= Donald E. Messer =

American theologian and author

Donald E. Messer (born 1941) is an American United Methodist theologian and author, and former college and seminary president. He is known for his work to combat world hunger and HIV/AIDS.

Messer earned a Ph.D. from Boston University in social ethics. He was president of Dakota Wesleyan University from 1971 to 1981, and president of Iliff School of Theology from 1981 to 2000. He was named both President Emeritus and the Henry White Warren Professor Emeritus of Practical Theology at The Iliff School of Theology. As of 2013, Messer is the Executive Director of the Center for the Church and Global AIDS.

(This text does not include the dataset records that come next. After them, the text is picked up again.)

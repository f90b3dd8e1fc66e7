// Path: crates/types/src/error.rs

//! Core error types for the Agora proposal layer.
//!
//! The taxonomy distinguishes transient failures (safe to retry), absent
//! records (`NotFound`), malformed input (requires correction, never
//! retried), and authorization failures. Address-mismatch conflicts during
//! publishing are reported, not raised, so they carry no variant here.

use thiserror::Error;

/// A trait for assigning a stable, machine-readable string code to an error.
pub trait ErrorCode {
    /// Returns the unique, stable string identifier for this error variant.
    fn code(&self) -> &'static str;
}

/// Errors produced when parsing an account address from text.
#[derive(Debug, Error, Clone, PartialEq, Eq)]
pub enum AddressParseError {
    /// The `0x` prefix was missing.
    #[error("address `{0}` is missing the 0x prefix")]
    MissingPrefix(String),
    /// The address did not have exactly 40 hex digits.
    #[error("address has {got} hex digits, expected {expected}")]
    WrongLength {
        /// Number of digits found after the prefix.
        got: usize,
        /// Number of digits required.
        expected: usize,
    },
    /// The address contained non-hexadecimal characters.
    #[error("address `{0}` contains non-hexadecimal characters")]
    InvalidHex(String),
}

impl ErrorCode for AddressParseError {
    fn code(&self) -> &'static str {
        match self {
            Self::MissingPrefix(_) => "ADDRESS_MISSING_PREFIX",
            Self::WrongLength { .. } => "ADDRESS_WRONG_LENGTH",
            Self::InvalidHex(_) => "ADDRESS_INVALID_HEX",
        }
    }
}

/// Errors raised by the JSON-RPC transport.
#[derive(Debug, Error)]
pub enum TransportError {
    /// A network-level failure that is safe to retry.
    #[error("transient transport failure: {0}")]
    Transient(String),
    /// The upstream node returned a JSON-RPC error object.
    #[error("rpc error {code}: {message}")]
    Rpc {
        /// The JSON-RPC error code.
        code: i64,
        /// The JSON-RPC error message.
        message: String,
    },
    /// The response could not be decoded.
    #[error("malformed rpc response: {0}")]
    Malformed(String),
    /// Every configured endpoint was exhausted without a response.
    #[error("all {0} endpoints exhausted")]
    Exhausted(usize),
}

impl TransportError {
    /// Whether the failure is transient and safe to retry.
    pub fn is_transient(&self) -> bool {
        matches!(self, Self::Transient(_) | Self::Exhausted(_))
    }
}

impl ErrorCode for TransportError {
    fn code(&self) -> &'static str {
        match self {
            Self::Transient(_) => "TRANSPORT_TRANSIENT",
            Self::Rpc { .. } => "TRANSPORT_RPC_ERROR",
            Self::Malformed(_) => "TRANSPORT_MALFORMED",
            Self::Exhausted(_) => "TRANSPORT_EXHAUSTED",
        }
    }
}

/// Errors raised by a content-store backend.
#[derive(Debug, Error)]
pub enum StoreError {
    /// No content exists at the requested address.
    #[error("content not found")]
    NotFound,
    /// A network-level failure that is safe to retry.
    #[error("transient store failure: {0}")]
    Transient(String),
    /// A non-retryable backend failure.
    #[error("store backend error: {0}")]
    Backend(String),
}

impl ErrorCode for StoreError {
    fn code(&self) -> &'static str {
        match self {
            Self::NotFound => "STORE_NOT_FOUND",
            Self::Transient(_) => "STORE_TRANSIENT",
            Self::Backend(_) => "STORE_BACKEND_ERROR",
        }
    }
}

/// Errors raised by the content-addressing pipeline.
#[derive(Debug, Error)]
pub enum ContentError {
    /// No content exists at the requested address. User-visible as an
    /// empty state; not retryable.
    #[error("no content at address `{0}`")]
    NotFound(String),
    /// The fetched bytes were not a well-formed document. Requires input
    /// correction; not retryable.
    #[error("malformed content: {0}")]
    Malformed(String),
    /// A network-level failure that is safe to retry automatically.
    #[error("transient content failure: {0}")]
    Transient(String),
    /// Canonical serialization of the structured content failed.
    #[error("canonicalization failed: {0}")]
    Canonicalization(String),
}

impl ContentError {
    /// Whether the failure is transient; only these are safe to retry
    /// automatically.
    pub fn is_transient(&self) -> bool {
        matches!(self, Self::Transient(_))
    }

    /// Lifts a store-level error into the pipeline taxonomy.
    pub fn from_store(err: StoreError, address: &str) -> Self {
        match err {
            StoreError::NotFound => Self::NotFound(address.to_string()),
            StoreError::Transient(msg) => Self::Transient(msg),
            StoreError::Backend(msg) => Self::Malformed(msg),
        }
    }
}

impl ErrorCode for ContentError {
    fn code(&self) -> &'static str {
        match self {
            Self::NotFound(_) => "CONTENT_NOT_FOUND",
            Self::Malformed(_) => "CONTENT_MALFORMED",
            Self::Transient(_) => "CONTENT_TRANSIENT",
            Self::Canonicalization(_) => "CONTENT_CANONICALIZATION",
        }
    }
}

/// Errors raised while parsing a contract interface description or an
/// embedded transaction string.
#[derive(Debug, Error, Clone, PartialEq, Eq)]
pub enum AbiError {
    /// The interface JSON was invalid or missing required fields. Always
    /// recoverable at the caller: show the error, let the user fix the text.
    #[error("malformed interface: {0}")]
    MalformedInterface(String),
    /// An embedded transaction string did not match the canonical grammar.
    /// Callers fall back to displaying the raw string.
    #[error("malformed embedded transaction: {0}")]
    MalformedEncoding(String),
    /// A parameter type name was outside the supported grammar.
    #[error("unsupported parameter type `{0}`")]
    UnsupportedType(String),
}

impl ErrorCode for AbiError {
    fn code(&self) -> &'static str {
        match self {
            Self::MalformedInterface(_) => "ABI_MALFORMED_INTERFACE",
            Self::MalformedEncoding(_) => "ABI_MALFORMED_ENCODING",
            Self::UnsupportedType(_) => "ABI_UNSUPPORTED_TYPE",
        }
    }
}

/// Errors raised when validating free-text input against a parameter type.
///
/// Messages are written to be shown next to the offending field.
#[derive(Debug, Error, Clone, PartialEq, Eq)]
pub enum ValidationError {
    /// The input was not a base-10 integer (with an optional leading sign
    /// for signed types).
    #[error("`{raw}` is not a base-10 integer")]
    NotAnInteger {
        /// The rejected input.
        raw: String,
    },
    /// The integer did not fit the type's bit width.
    #[error("`{raw}` is out of range for {type_name}")]
    OutOfRange {
        /// The rejected input.
        raw: String,
        /// The parameter type name, e.g. `uint8`.
        type_name: String,
    },
    /// A signed value was given for an unsigned type.
    #[error("`{raw}` is negative but {type_name} is unsigned")]
    UnexpectedSign {
        /// The rejected input.
        raw: String,
        /// The parameter type name.
        type_name: String,
    },
    /// The input was not valid hexadecimal.
    #[error("`{raw}` is not valid hexadecimal")]
    NotHex {
        /// The rejected input.
        raw: String,
    },
    /// A fixed-size byte string had the wrong length.
    #[error("expected {expected} bytes, got {got}")]
    WrongByteLength {
        /// Number of bytes found.
        got: usize,
        /// Number of bytes required.
        expected: usize,
    },
    /// The input was not a well-formed address.
    #[error(transparent)]
    Address(#[from] AddressParseError),
    /// The input was neither `true` nor `false`.
    #[error("`{raw}` is not `true` or `false`")]
    NotABoolean {
        /// The rejected input.
        raw: String,
    },
    /// One element of an array input failed validation; the index is
    /// zero-based.
    #[error("element {index}: {source}")]
    ArrayElement {
        /// Zero-based index of the failing element.
        index: usize,
        /// The element's own validation failure.
        #[source]
        source: Box<ValidationError>,
    },
}

impl ErrorCode for ValidationError {
    fn code(&self) -> &'static str {
        match self {
            Self::NotAnInteger { .. } => "VALIDATE_NOT_AN_INTEGER",
            Self::OutOfRange { .. } => "VALIDATE_OUT_OF_RANGE",
            Self::UnexpectedSign { .. } => "VALIDATE_UNEXPECTED_SIGN",
            Self::NotHex { .. } => "VALIDATE_NOT_HEX",
            Self::WrongByteLength { .. } => "VALIDATE_WRONG_BYTE_LENGTH",
            Self::Address(_) => "VALIDATE_ADDRESS",
            Self::NotABoolean { .. } => "VALIDATE_NOT_A_BOOLEAN",
            Self::ArrayElement { .. } => "VALIDATE_ARRAY_ELEMENT",
        }
    }
}

/// Errors raised by the registry sync engine.
///
/// The engine swallows per-record and per-batch failures to keep returning
/// partial results; these variants are for failures of the operation as a
/// whole.
#[derive(Debug, Error)]
pub enum SyncError {
    /// The requested proposal number has no populated record.
    #[error("proposal {0} not found")]
    NotFound(u64),
    /// The transport failed in a way that prevented any result.
    #[error(transparent)]
    Transport(#[from] TransportError),
    /// The proposal's content could not be fetched or parsed.
    #[error(transparent)]
    Content(#[from] ContentError),
    /// The registry returned a record the engine could not interpret.
    #[error("malformed registry record: {0}")]
    Malformed(String),
}

impl ErrorCode for SyncError {
    fn code(&self) -> &'static str {
        match self {
            Self::NotFound(_) => "SYNC_NOT_FOUND",
            Self::Transport(e) => e.code(),
            Self::Content(e) => e.code(),
            Self::Malformed(_) => "SYNC_MALFORMED_RECORD",
        }
    }
}

/// Errors raised by the status transition gate.
#[derive(Debug, Error)]
pub enum TransitionError {
    /// The client-side permission check rejected the request before any
    /// network call. Mirrors, but does not replace, the registry's own
    /// enforcement.
    #[error("{role:?} may not move a proposal from `{from}` to `{to}`")]
    Unauthorized {
        /// The caller's permission tier.
        role: crate::app::Role,
        /// Display name of the current status.
        from: String,
        /// Display name of the requested status.
        to: String,
    },
    /// The requested target status is not in the registered vocabulary.
    #[error("`{0}` is not a registered status")]
    UnknownStatus(String),
    /// The on-chain submission failed; the upstream message is surfaced
    /// verbatim rather than reinterpreted.
    #[error(transparent)]
    Submission(#[from] TransportError),
}

impl ErrorCode for TransitionError {
    fn code(&self) -> &'static str {
        match self {
            Self::Unauthorized { .. } => "TRANSITION_UNAUTHORIZED",
            Self::UnknownStatus(_) => "TRANSITION_UNKNOWN_STATUS",
            Self::Submission(e) => e.code(),
        }
    }
}

#[cfg(test)]
mod tests {
    use super::*;

    #[test]
    fn transient_classification() {
        assert!(TransportError::Transient("timeout".into()).is_transient());
        assert!(!TransportError::Rpc {
            code: -32000,
            message: "revert".into()
        }
        .is_transient());

        assert!(ContentError::Transient("reset".into()).is_transient());
        assert!(!ContentError::NotFound("Qm".into()).is_transient());
        assert!(!ContentError::Malformed("bad header".into()).is_transient());
    }

    #[test]
    fn store_errors_lift_into_content_taxonomy() {
        let err = ContentError::from_store(StoreError::NotFound, "QmMissing");
        assert_eq!(err.code(), "CONTENT_NOT_FOUND");
        let err = ContentError::from_store(StoreError::Transient("eof".into()), "Qm");
        assert!(err.is_transient());
    }

    #[test]
    fn codes_are_stable_strings() {
        assert_eq!(
            SyncError::NotFound(7).code(),
            "SYNC_NOT_FOUND",
            "codes are part of the public contract"
        );
        assert_eq!(
            ValidationError::NotABoolean { raw: "yes".into() }.code(),
            "VALIDATE_NOT_A_BOOLEAN"
        );
    }
}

Concern for the escalating global HIV/AIDS pandemic has prompted Messer to travel and speak in Asia, Africa and Latin America, as well as to initiate a Center for the Church and Global AIDS that serves as a catalyst for Christian involvement in the major issues related to global HIV and AIDS, world hunger, and clean water. Throughout the world, the Center supports various projects of education, prevention, care and treatment, aimed at helping to create an AIDS-free and hunger-free world. Messer has also spent time and energy helping gain support for education around the world with special attention to The United Methodist Seminary in Russia.

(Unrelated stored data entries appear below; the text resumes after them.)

// Path: crates/api/src/votes.rs

//! The seam over the external off-chain vote system.
//!
//! The proposal layer uses this interface for two things only: creating a
//! vote for a posted proposal, and listing existing votes to discover the
//! highest previously used proposal number for sequential numbering
//! validation. The voting flow itself lives elsewhere.

use agora_types::error::TransportError;
use async_trait::async_trait;

/// The inputs needed to open an external vote for a proposal.
#[derive(Debug, Clone, PartialEq, Eq)]
pub struct VoteSpec {
    /// The voting space the vote is created in.
    pub space: String,
    /// Vote title; by convention it leads with the proposal number.
    pub title: String,
    /// Vote body text.
    pub body: String,
    /// The selectable choices.
    pub choices: Vec<String>,
}

/// A previously created external vote.
#[derive(Debug, Clone, PartialEq, Eq)]
pub struct ExternalVote {
    /// The vote system's identifier.
    pub id: String,
    /// The vote title as created.
    pub title: String,
}

/// Client for the external vote system.
#[async_trait]
pub trait ExternalVoteClient: Send + Sync {
    /// Creates a vote and returns its identifier.
    async fn create_vote(&self, spec: &VoteSpec) -> Result<String, TransportError>;

    /// Lists votes previously created in a space.
    async fn get_votes(&self, space: &str) -> Result<Vec<ExternalVote>, TransportError>;
}
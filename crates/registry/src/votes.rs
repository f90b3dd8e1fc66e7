// Path: crates/registry/src/votes.rs

//! Sequential-numbering discovery against the external vote system.
//!
//! Numbers are assigned monotonically by the registry, but votes created in
//! the external system before this registry existed also occupy numbers.
//! Before assigning the next number, callers cross-check the highest number
//! already used in the voting space.

use agora_api::votes::ExternalVoteClient;
use agora_types::error::TransportError;

/// Extracts the proposal number from a vote title.
///
/// By convention the title leads with the number (`"212: ..."` or
/// `"PIP-212: ..."`); the first run of digits wins.
pub fn number_in_title(title: &str) -> Option<u64> {
    let start = title.find(|c: char| c.is_ascii_digit())?;
    let digits: String = title
        .get(start..)?
        .chars()
        .take_while(|c| c.is_ascii_digit())
        .collect();
    digits.parse().ok()
}

/// The highest proposal number already used in a voting space, if any vote
/// titles carry one.
pub async fn highest_used_number<V: ExternalVoteClient + ?Sized>(
    client: &V,
    space: &str,
) -> Result<Option<u64>, TransportError> {
    let votes = client.get_votes(space).await?;
    Ok(votes
        .iter()
        .filter_map(|v| number_in_title(&v.title))
        .max())
}

/// Validates a registry-proposed next number against the voting space,
/// returning the first number that is free on both sides.
pub async fn next_free_number<V: ExternalVoteClient + ?Sized>(
    client: &V,
    space: &str,
    registry_next: u64,
) -> Result<u64, TransportError> {
    let highest = highest_used_number(client, space).await?;
    Ok(match highest {
        Some(h) if h.saturating_add(1) > registry_next => h.saturating_add(1),
        _ => registry_next,
    })
}

#[cfg(test)]
mod tests {
    use super::*;
    use agora_api::votes::{ExternalVote, VoteSpec};
    use async_trait::async_trait;

    struct FixedVotes(Vec<ExternalVote>);

    #[async_trait]
    impl ExternalVoteClient for FixedVotes {
        async fn create_vote(&self, _spec: &VoteSpec) -> Result<String, TransportError> {
            Ok("vote-id".to_string())
        }
        async fn get_votes(&self, _space: &str) -> Result<Vec<ExternalVote>, TransportError> {
            Ok(self.0.clone())
        }
    }

    fn vote(title: &str) -> ExternalVote {
        ExternalVote {
            id: "x".into(),
            title: title.into(),
        }
    }

    #[test]
    fn titles_yield_their_leading_number() {
        assert_eq!(number_in_title("212: Fund the grants round"), Some(212));
        assert_eq!(number_in_title("PIP-209: Treasury"), Some(209));
        assert_eq!(number_in_title("no number here"), None);
    }

    #[tokio::test]
    async fn numbering_respects_the_voting_space() {
        let client = FixedVotes(vec![vote("PIP-210: a"), vote("211: b"), vote("untitled")]);
        assert_eq!(
            highest_used_number(&client, "space").await.unwrap(),
            Some(211)
        );
        // Registry counter lags the voting space.
        assert_eq!(next_free_number(&client, "space", 210).await.unwrap(), 212);
        // Registry counter is already ahead.
        assert_eq!(next_free_number(&client, "space", 300).await.unwrap(), 300);
    }

    #[tokio::test]
    async fn empty_space_defers_to_the_registry() {
        let client = FixedVotes(vec![]);
        assert_eq!(highest_used_number(&client, "space").await.unwrap(), None);
        assert_eq!(next_free_number(&client, "space", 209).await.unwrap(), 209);
    }
}
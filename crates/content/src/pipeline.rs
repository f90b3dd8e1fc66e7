// Path: crates/content/src/pipeline.rs

//! The two-phase publish and verified-fetch pipeline.
//!
//! The on-chain transaction references the content's storage address, but
//! the address is computable before any upload. Publishing therefore runs
//! in two phases: [`ContentPipeline::prepare`] precomputes the expected
//! address and the content hash for the transaction, and only after the
//! transaction confirms does [`ContentPipeline::publish`] perform the real
//! store write. A failed or out-raced transaction then leaves no orphaned
//! upload behind, and callers can show a precise pending state in between.

use std::sync::Arc;

use agora_api::content::{ContentStore, PutMetadata};
use agora_types::app::{ContentHash, ParsedDocument, StorageAddress};
use agora_types::codec;
use agora_types::error::ContentError;
use agora_types::MAX_CONTENT_BODY_BYTES;

use crate::cid;
use crate::frontmatter;

/// A publish prepared but not yet written to the store.
///
/// Created before the on-chain transaction is submitted; the transaction
/// references [`PendingPublish::expected_address`] and
/// [`PendingPublish::content_hash`].
#[derive(Debug, Clone)]
pub struct PendingPublish {
    /// The address the store is expected to realize for this body.
    pub expected_address: StorageAddress,
    /// The digest of the canonicalized document, for the on-chain record.
    pub content_hash: ContentHash,
    bytes: Vec<u8>,
}

impl PendingPublish {
    /// The rendered body bytes that will be written.
    pub fn bytes(&self) -> &[u8] {
        &self.bytes
    }
}

/// The outcome of a completed store write.
#[derive(Debug, Clone)]
pub struct PublishReport {
    /// The address precomputed before upload.
    pub expected_address: StorageAddress,
    /// The address the store actually assigned.
    pub realized_address: StorageAddress,
}

impl PublishReport {
    /// Whether the realized address diverged from the prediction. Logged as
    /// a warning and surfaced for operator visibility, but not fatal:
    /// stores may legitimately re-chunk content.
    pub fn conflict(&self) -> bool {
        self.expected_address != self.realized_address
    }
}

/// Pipeline over a pluggable content store.
pub struct ContentPipeline<S: ?Sized> {
    store: Arc<S>,
}

impl<S: ?Sized> Clone for ContentPipeline<S> {
    fn clone(&self) -> Self {
        Self {
            store: Arc::clone(&self.store),
        }
    }
}

impl<S: ContentStore + ?Sized> ContentPipeline<S> {
    /// Wraps a long-lived store client.
    pub fn new(store: Arc<S>) -> Self {
        Self { store }
    }

    /// Computes the content address these bytes are expected to be stored
    /// under. Pure; independent of the store client.
    pub fn compute_expected_address(body: &[u8]) -> StorageAddress {
        cid::compute(body)
    }

    /// Computes the digest stored on-chain for a document: Keccak-256 over
    /// its canonical serialization, so semantically identical content
    /// always hashes identically.
    pub fn compute_content_hash(doc: &ParsedDocument) -> Result<ContentHash, ContentError> {
        let digest = codec::content_digest(doc).map_err(ContentError::Canonicalization)?;
        Ok(ContentHash(digest))
    }

    /// Phase one: renders the document and precomputes the (address, hash)
    /// pair the on-chain transaction will reference. No I/O.
    pub fn prepare(doc: &ParsedDocument) -> Result<PendingPublish, ContentError> {
        let bytes = frontmatter::render(doc).into_bytes();
        Ok(PendingPublish {
            expected_address: Self::compute_expected_address(&bytes),
            content_hash: Self::compute_content_hash(doc)?,
            bytes,
        })
    }

    /// Phase two, after on-chain confirmation: performs the actual store
    /// write and verifies the realized address against the prediction.
    pub async fn publish(
        &self,
        pending: &PendingPublish,
        metadata: &PutMetadata,
    ) -> Result<PublishReport, ContentError> {
        let realized = self
            .store
            .put(&pending.bytes, metadata)
            .await
            .map_err(|e| ContentError::from_store(e, &pending.expected_address.0))?;

        let report = PublishReport {
            expected_address: pending.expected_address.clone(),
            realized_address: realized,
        };
        if report.conflict() {
            tracing::warn!(
                expected = %report.expected_address,
                realized = %report.realized_address,
                "realized content address diverged from precomputed address"
            );
        }
        Ok(report)
    }

    /// Fetches the bytes at an address and splits them into metadata and
    /// body.
    pub async fn fetch_and_parse(
        &self,
        address: &StorageAddress,
    ) -> Result<ParsedDocument, ContentError> {
        let bytes = self
            .store
            .get(address)
            .await
            .map_err(|e| ContentError::from_store(e, &address.0))?;
        if bytes.len() > MAX_CONTENT_BODY_BYTES {
            return Err(ContentError::Malformed(format!(
                "body of {} bytes exceeds the {} byte limit",
                bytes.len(),
                MAX_CONTENT_BODY_BYTES
            )));
        }
        let text = String::from_utf8(bytes)
            .map_err(|_| ContentError::Malformed("body is not valid UTF-8".to_string()))?;
        frontmatter::parse(&text)
    }
}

At the 5th International Conference on AIDS India in Chennai in 2005, he was honored by The Tamil Nadu Dr. M.G.R. Medical University with a "Lifetime Achievement Award" for his humanitarian work. Among other awards received over the years, Messer was named one of America's "Ten Outstanding Young Men" in 1975 by the United States Junior Chamber (Jaycees).

==Marriage and Family Life==
In 1964, Donald Messer married Bonnie Jeanne Nagel. Together they had two kids, Christine Messer, now Christine Gallagher, and Kent Donald Messer. The family moved from South Dakota to Denver, Colorado.

==Books==
- McGovern, George (2005). "Ending Hunger Now: A Challenge to Persons of Faith"
- Messer, Donald E. (2004). "Breaking The Conspiracy of Silence: Christian Churches and the Global AIDS Crisis"
- Messer, Donald E. (2001). "Send Me? The Itineracy in Crisis"
- Messer, Donald E. (1989). "Contemporary Images in Christian Ministry"
- Messer, Donald E. (1984). "Christian Ethics and Political Action"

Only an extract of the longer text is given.